A young Eddie Kaspbrak would've screamed and cried. He would've gotten super defensive and tried to fight the first person to look at him funny. He may have even broken something because it wasn't fair. It wasn't fair and he was scared. He was scared and upset and he couldn't even run to Richie about it because the subject was painful for him. So little Eddie would've been out of a fucking support system. Adult Eddie had been sure he was going to go and do much of the same. Maybe without trying to fight someone because glow swords didn't sound like fun. He wound up doing none of that.... well, maybe he cried and screamed and maybe he came close to tossing his useless weapon at a window but thought better of it because someone would have to live in that house with a broken window, damnit. Mostly dealing with his death was marked by periods of unhappy silence.
It wasn't that he died. Everyone dies and Eddie had been sure of his own impending demise since he was five years old. When a barely remembered Frank Kaspbrak lost his battle with cancer and Eddie, himself, had to be hospitalized. Death was inevitable. What bothered him was the fact that he'd died a coward. He'd died in front of the person he loved the most and hadn't even been able to tell him. He couldn't have. Things would've been different. Richie wouldn't have wanted to see him. He would've been colder.

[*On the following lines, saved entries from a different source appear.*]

use super::board::Cell;

/// One side of the game. Red is the human and always opens; Yellow is the
/// computer.
#[derive(Debug, Clone, Copy, PartialEq, Eq, Hash)]
pub enum Player {
    Red,
    Yellow,
}

impl Player {
    pub const HUMAN: Player = Player::Red;
    pub const COMPUTER: Player = Player::Yellow;

    /// Get the other player
    pub fn other(self) -> Player {
        match self {
            Player::Red => Player::Yellow,
            Player::Yellow => Player::Red,
        }
    }

    /// Convert player to cell type
    pub fn to_cell(self) -> Cell {
        match self {
            Player::Red => Cell::Red,
            Player::Yellow => Cell::Yellow,
        }
    }

    pub fn is_computer(self) -> bool {
        self == Player::COMPUTER
    }

    /// Get player name for display
    pub fn name(self) -> &'static str {
        match self {
            Player::Red => "Red",
            Player::Yellow => "Yellow",
        }
    }
}
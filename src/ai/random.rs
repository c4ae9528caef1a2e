use crate::game::{Board, Player};
use rand::rngs::StdRng;
use rand::Rng;
use rand::SeedableRng;

use super::agent::Agent;

/// An agent that selects uniformly at random from legal columns.
pub struct RandomAgent {
    rng: StdRng,
}

impl RandomAgent {
    pub fn new() -> Self {
        RandomAgent {
            rng: StdRng::from_os_rng(),
        }
    }

    pub fn with_seed(seed: u64) -> Self {
        RandomAgent {
            rng: StdRng::seed_from_u64(seed),
        }
    }
}

impl Default for RandomAgent {
    fn default() -> Self {
        Self::new()
    }
}

impl Agent for RandomAgent {
    fn select_action(&mut self, board: &Board, _player: Player) -> usize {
        let actions = board.legal_columns();
        assert!(!actions.is_empty(), "No legal actions available");
        actions[self.rng.random_range(0..actions.len())]
    }

    fn name(&self) -> &str {
        "Random"
    }
}

#[cfg(test)]
mod tests {
    use super::*;

    #[test]
    fn test_random_agent_selects_legal_action() {
        let mut agent = RandomAgent::with_seed(7);
        let mut board = Board::default();
        for _ in 0..6 {
            board.drop_piece(0, Player::Red).unwrap();
        }
        let legal = board.legal_columns();

        for _ in 0..100 {
            let action = agent.select_action(&board, Player::Yellow);
            assert!(legal.contains(&action), "Action {} is not legal", action);
        }
    }

    #[test]
    fn test_random_agent_name() {
        let agent = RandomAgent::new();
        assert_eq!(agent.name(), "Random");
    }
}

Melancholy and self-pity eventually gave way to a numb sort of feeling that left him operating on auto-pilot. Checking out the other houses had seemed like a good idea. Structural integrity was important. He didn't want to die because the building he was sleeping in wasn't up to code or had been in such disrepair before Richie picked it out that it was one slammed door away from turning into a pile of rubble for him to be buried beneath.
The house Richie picked was perfectly fine but Eddie needed something else to focus on.
He hadn't expected to run into anyone else. Richie was a motormouth. He could talk to anyone about anything. Eddie wasn't. Unsurprisingly, he hadn't made many friends. He hadn't even tried to. His own social failings aside, the population seemed to be small. So small that he hadn't really run into anyone up until he heard a voice and turned to see Natasha. She was younger than him, pretty, and carried herself with a confidence he could never have. She was also smiling. Kindly. He still had his iron fence post but he wasn't gripping onto it or holding it in a way that could be seen as menacing or like he even had any intention of using it. He didn't.
"You and me both." He admitted. "The town's a lot smaller than I thought it was." He'd been sure the houses appeared to be endless the night he arrived. "I'm Eddie Kaspbrak... and I guess that depends. You didn't happen to grow up in Derry, Maine did you?" It was a joke. Of course she didn't.